*Problem statement*
Transcribe every record in full, keeping it exactly the same.

*Data records*

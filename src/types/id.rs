//! Identity types.

use serde::{Deserialize, Serialize};

/// External identifier of a row-source row.
#[derive(Clone, Copy, Debug, PartialEq, Eq, PartialOrd, Ord, Hash, Default, Serialize, Deserialize)]
#[repr(transparent)]
#[serde(transparent)]
pub struct RowId(pub i32);

impl From<i32> for RowId {
    fn from(v: i32) -> Self {
        RowId(v)
    }
}

impl core::fmt::Display for RowId {
    fn fmt(&self, f: &mut core::fmt::Formatter<'_>) -> core::fmt::Result {
        write!(f, "{}", self.0)
    }
}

*Written reply*
filename src/types/id.rs
//! Identity types.

use serde::{Deserialize, Serialize};

/// External identifier of a row-source row.
#[derive(Clone, Copy, Debug, PartialEq, Eq, PartialOrd, Ord, Hash, Default, Serialize, Deserialize)]
#[repr(transparent)]
#[serde(transparent)]
pub struct RowId(pub i32);

impl From<i32> for RowId {
    fn from(v: i32) -> Self {
        RowId(v)
    }
}

impl core::fmt::Display for RowId {
    fn fmt(&self, f: &mut core::fmt::Formatter<'_>) -> core::fmt::Result {
        write!(f, "{}", self.0)
    }
}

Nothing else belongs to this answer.